職人がつくる木の家ネットでは、毎年11月に、各地方の会員が幹事をもちまわりして総会を行っています。総会は年一回の懇親の場であるだけでなく、情報交換、情報共有、そしてお互いの学びの場であり、会員は毎年の総会を心から楽しみにしています。

第9期を迎えた今年の総会は、九州メンバーの企画により、11月14日(土)〜15日(日)、熊本で開催されました。初日の14日には、本丸御殿が復元された熊本城の見学、復元工事に携わった設計者による講演、懇親会、深夜討論会が、15日には定例総会、水前寺公園やジェーンズ邸、九州メンバーが建てた家の見学が行われました。さらに希望者は、15日の夜、3F建て木造の町並みで知られる日奈久温泉にまで足を伸ばしまし、16日(月)まで滞在しました。今回のコンテンツでは、幹事をつとめた九州メンバーの報告をもとに、第9期総会レポートをお届けします。

熊本城に続々と集まる
木の家ネットのメンバーたち

今年の総会の集合場所は、熊本城。14時に受付が始まると、飛行機で、新幹線で、フェリーや千円高速を利用しての車で、同伴者を含め77名の参加者が続々と集まってきた。遠いところでは北海道から、秋田からの参加者もあり、九州まではるばる、よく来てくれたと嬉しくなる。

伝統木造の家づくりをしている者にとっては大変な時代である今、木の家ネットは私たちにとって、灯台のような役割を果たしている。道しるべであり、希望の星である。本来の日本の建築である伝統構法が、法律上認められていない。それを「変えなければ」の思いで大工、工務店、設計者、ほか職人、林業関係者など実務者が一丸となって、具体的な行動を起こしている。そんな情勢の中で開かれた熊本総会。総会参加率の高さには、こうした背景がある。
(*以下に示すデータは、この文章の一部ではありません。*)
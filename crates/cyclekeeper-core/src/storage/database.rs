//! SQLite-backed key-value store.
//!
//! Holds the serialized cycle state in a single `kv` table at
//! `~/.config/cyclekeeper/cyclekeeper.db`.

use std::path::Path;

use rusqlite::{params, Connection};

use super::data_dir;
use super::kv::KvStore;
use crate::error::StoreError;

/// SQLite database used as the persistent [`KvStore`].
pub struct SqliteStore {
    conn: Connection,
}

impl SqliteStore {
    /// Open the store in the data directory.
    ///
    /// Creates the database file and schema if they don't exist.
    ///
    /// # Errors
    /// Returns an error if the data directory cannot be created or the
    /// database cannot be opened or migrated.
    pub fn open() -> Result<Self, StoreError> {
        let dir = data_dir().map_err(|e| StoreError::QueryFailed(e.to_string()))?;
        Self::open_at(&dir.join("cyclekeeper.db"))
    }

    /// Open (or create) the store at `path`.
    pub fn open_at(path: &Path) -> Result<Self, StoreError> {
        let conn = Connection::open(path).map_err(|source| StoreError::OpenFailed {
            path: path.to_path_buf(),
            source,
        })?;
        let store = Self { conn };
        store.migrate()?;
        Ok(store)
    }

    /// Open an in-memory database.
    pub fn open_memory() -> Result<Self, StoreError> {
        let conn = Connection::open_in_memory()?;
        let store = Self { conn };
        store.migrate()?;
        Ok(store)
    }

    fn migrate(&self) -> Result<(), rusqlite::Error> {
        self.conn.execute_batch(
            "CREATE TABLE IF NOT EXISTS kv (
                key   TEXT PRIMARY KEY,
                value TEXT NOT NULL
            );",
        )?;
        Ok(())
    }
}

impl KvStore for SqliteStore {
    fn get(&self, key: &str) -> Result<Option<String>, StoreError> {
        let mut stmt = self.conn.prepare("SELECT value FROM kv WHERE key = ?1")?;
        let result = stmt.query_row(params![key], |row| row.get::<_, String>(0));
        match result {
            Ok(v) => Ok(Some(v)),
            Err(rusqlite::Error::QueryReturnedNoRows) => Ok(None),
            Err(e) => Err(e.into()),
        }
    }

    fn set(&self, key: &str, value: &str) -> Result<(), StoreError> {
        self.conn.execute(
            "INSERT OR REPLACE INTO kv (key, value) VALUES (?1, ?2)",
            params![key, value],
        )?;
        Ok(())
    }

    fn clear(&self, key: &str) -> Result<(), StoreError> {
        self.conn
            .execute("DELETE FROM kv WHERE key = ?1", params![key])?;
        Ok(())
    }
}
mod engine;
mod reconciler;
mod ticker;

pub use engine::{
    transition, Action, StartPolicy, TransitionContext, TransitionOutcome, TransitionRules,
};
pub use reconciler::{elapsed_secs, Countdown, Reading, Reconciler};
pub use ticker::{watch, Tick, Ticker, WatchExit, DEFAULT_TICK_INTERVAL};
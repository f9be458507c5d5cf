use axum::{
    async_trait,
    extract::FromRequestParts,
    http::{header::AUTHORIZATION, request::Parts},
};
use std::sync::Arc;
use tracing::{debug, instrument, warn};

use super::service::AuthService;
use crate::shared::{AppError, AppState};
use crate::user::models::UserModel;

/// The authenticated principal of a request.
///
/// Extracting it reads `Authorization: Bearer <token>`, validates the token and
/// loads the user. Handlers that take a `CurrentUser` argument are therefore
/// authenticated; every rejection renders as 401.
#[derive(Debug, Clone)]
pub struct CurrentUser(pub UserModel);

impl CurrentUser {
    pub fn user_id(&self) -> i32 {
        self.0.user_id
    }

    pub fn is_admin(&self) -> bool {
        self.0.is_admin()
    }

    pub fn ensure_admin(&self, action: &str) -> Result<(), AppError> {
        if self.is_admin() {
            return Ok(());
        }
        warn!(user_id = self.user_id(), action, "Admin-only action denied");
        Err(AppError::Forbidden(format!(
            "Only administrators can {}",
            action
        )))
    }

    /// Passes when the principal is `owner_user_id` or an admin
    pub fn ensure_self_or_admin(&self, owner_user_id: i32, action: &str) -> Result<(), AppError> {
        if self.user_id() == owner_user_id || self.is_admin() {
            return Ok(());
        }
        warn!(
            user_id = self.user_id(),
            owner_user_id, action, "Action on another user's data denied"
        );
        Err(AppError::Forbidden(format!("Not authorized to {}", action)))
    }
}

#[async_trait]
impl FromRequestParts<AppState> for CurrentUser {
    type Rejection = AppError;

    #[instrument(name = "authenticate", skip_all, fields(uri = %parts.uri))]
    async fn from_request_parts(parts: &mut Parts, state: &AppState) -> Result<Self, AppError> {
        let auth_header = parts
            .headers
            .get(AUTHORIZATION)
            .and_then(|header| header.to_str().ok())
            .ok_or_else(|| {
                warn!("Missing Authorization header in request");
                AppError::Unauthorized("Not authenticated".to_string())
            })?;

        let token = auth_header.strip_prefix("Bearer ").ok_or_else(|| {
            warn!("Invalid Authorization header format (expected Bearer token)");
            AppError::Unauthorized("Invalid authorization header format".to_string())
        })?;

        let service = AuthService::new(
            Arc::clone(&state.user_repository),
            state.token_config.clone(),
            state.password_hasher,
        );
        let user = service.validate_token(token.trim()).await?;

        debug!(user_id = user.user_id, role = %user.role, "Request authenticated");
        Ok(CurrentUser(user))
    }
}

#[cfg(test)]
mod tests {
    use super::*;
    use crate::shared::test_utils::{bearer, seed_user, test_state};
    use crate::user::models::Role;
    use axum::http::Request;

    async fn extract(state: &AppState, authorization: Option<&str>) -> Result<CurrentUser, AppError> {
        let mut builder = Request::builder().uri("/anything");
        if let Some(value) = authorization {
            builder = builder.header(AUTHORIZATION, value);
        }
        let (mut parts, _) = builder.body(()).unwrap().into_parts();
        CurrentUser::from_request_parts(&mut parts, state).await
    }

    #[tokio::test]
    async fn test_valid_bearer_token() {
        let state = test_state();
        let (user_id, token) = seed_user(&state, "maria", Role::Professor).await;

        let current = extract(&state, Some(&bearer(&token))).await.unwrap();
        assert_eq!(current.user_id(), user_id);
        assert!(!current.is_admin());
    }

    #[tokio::test]
    async fn test_missing_header_rejected() {
        let state = test_state();
        let result = extract(&state, None).await;
        assert!(matches!(result, Err(AppError::Unauthorized(_))));
    }

    #[tokio::test]
    async fn test_non_bearer_scheme_rejected() {
        let state = test_state();
        let result = extract(&state, Some("Basic dXNlcjpwYXNz")).await;
        assert!(matches!(result, Err(AppError::Unauthorized(_))));
    }

    #[tokio::test]
    async fn test_ownership_checks() {
        let state = test_state();
        let (owner_id, owner_token) = seed_user(&state, "dono", Role::Estudante).await;
        let (_, admin_token) = seed_user(&state, "admin", Role::Admin).await;

        let owner = extract(&state, Some(&bearer(&owner_token))).await.unwrap();
        let admin = extract(&state, Some(&bearer(&admin_token))).await.unwrap();

        assert!(owner.ensure_self_or_admin(owner_id, "update this user").is_ok());
        assert!(matches!(
            owner.ensure_self_or_admin(owner_id + 100, "update this user"),
            Err(AppError::Forbidden(_))
        ));
        assert!(admin.ensure_self_or_admin(owner_id, "update this user").is_ok());
        assert!(matches!(
            owner.ensure_admin("list users"),
            Err(AppError::Forbidden(msg)) if msg == "Only administrators can list users"
        ));
        assert!(admin.ensure_admin("list users").is_ok());
    }
}
use chrono::{DateTime, Utc};
use serde::{Deserialize, Serialize};

use super::models::{Role, UserModel};
use crate::patch::Patch;

/// Request payload for `POST /users` and `POST /auth/register`
#[derive(Debug, Clone, Deserialize)]
pub struct UserCreate {
    pub username: String,
    pub email: String,
    pub password: String,
    pub role: Role,
}

/// Partial update payload for `PUT /users/:id`
#[derive(Debug, Default, Deserialize)]
pub struct UserUpdate {
    #[serde(default)]
    pub username: Patch<String>,
    #[serde(default)]
    pub email: Patch<String>,
    #[serde(default)]
    pub password: Patch<String>,
    #[serde(default)]
    pub role: Patch<Role>,
}

/// A user as returned by the API; the password hash is never exposed
#[derive(Debug, Clone, Serialize, Deserialize, PartialEq)]
pub struct UserResponse {
    pub user_id: i32,
    pub username: String,
    pub email: String,
    pub role: Role,
    pub created_at: DateTime<Utc>,
    pub updated_at: DateTime<Utc>,
}

impl From<UserModel> for UserResponse {
    fn from(user: UserModel) -> Self {
        Self {
            user_id: user.user_id,
            username: user.username,
            email: user.email,
            role: user.role,
            created_at: user.created_at,
            updated_at: user.updated_at,
        }
    }
}

/// Row to insert; the password is already hashed
#[derive(Debug, Clone)]
pub struct NewUser {
    pub username: String,
    pub email: String,
    pub password_hash: String,
    pub role: Role,
}

/// Column changes handed to the repository after authorization and hashing
#[derive(Debug, Default)]
pub struct UserChanges {
    pub username: Patch<String>,
    pub email: Patch<String>,
    pub password_hash: Patch<String>,
    pub role: Patch<Role>,
}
総会の受付開始に先立って到着したメンバーは、予約者のみが食することができる復元料理「本丸御膳」を味わった。煎酒とか室町時代からの調味料や「くしいと」というポルトガルから伝来した料理など、普段は食することのできない料理を堪能。高かったが、満足。「殿様は普段もこの料理なのか」と尋ねると、これはやはり特別な料理であり、いつもは質素であったとのこと。変に安心した。

復元料理「本丸御膳」

西郷隆盛も寄り付けなかった難攻不落の熊本城
ここ50年で少しずつ復元整備が進む

この西南戦争の折に天守閣を含む本丸部分が火災で焼失。長いこと再建されずにいたが、1960(昭和35)年の築城350年を期に、市民からの寄付を集めながらの復元工事がはじまり、大小天守と平御櫓・長塀などが、ようやく再建された。以後も復元整備計画が何回かにわたって進められており、1998(平成20)年には、約50億円の予算をかけて、「本丸御殿」が元通りの木造で復元・公開された。御殿には藩主の居間、大広間、茶室、台所などがあり「お殿様の応接空間の豪華さを味わえる」と観光客が倍増した。今も「一口城主」とよばれる市民の寄付を募りながら、次の10カ年計画のステージの準備に入っているそうだ。

復元された建物に学ぶ

受付後、夕方の集まりまで、熊本城と刊部邸の見学となったが、2班に分かれて歩き出す前に、まずは南大手門に一堂に会した。一般の見学者は入ることのできない南大手門の2階に特別に上げていただき、熊本城の復元工事に携わった熊本市職員の下田誠至技術主幹と、設計監理で関わられた西島真理子さんに復元工事にまつわるお話を聞いた。復元工事にまつわる現場の話を聞いた後、ひとつひとつの建物を自分の目で見ていくと、復元された時期によって、復元の方針がずいぶんと違うことを肌で感じた。学びの機会をくださったお二方に感謝。

コンクリート造での「外観復元」から
木造による復元へ

往時の熊本城は言うまでもなく伝統構法で建てられていたが、今の日本では、それが法律的に認められていない。そこで、現行の法律を守るために、数々の補強や構造変更がなされることになる。たとえば、1960年代に再建された天守閣や櫓、塀は、構造はコンクリート造。うわべだけが木でできた城に見せかけた「外観復元」だ。1980年代ごろからは、元通りの「木造による復元」に変わっていくのだが、そんな流れの中、1981年に完成した木造再建の第1号、西大手門が1991(平成3)年の台風19号で倒壊してしまった。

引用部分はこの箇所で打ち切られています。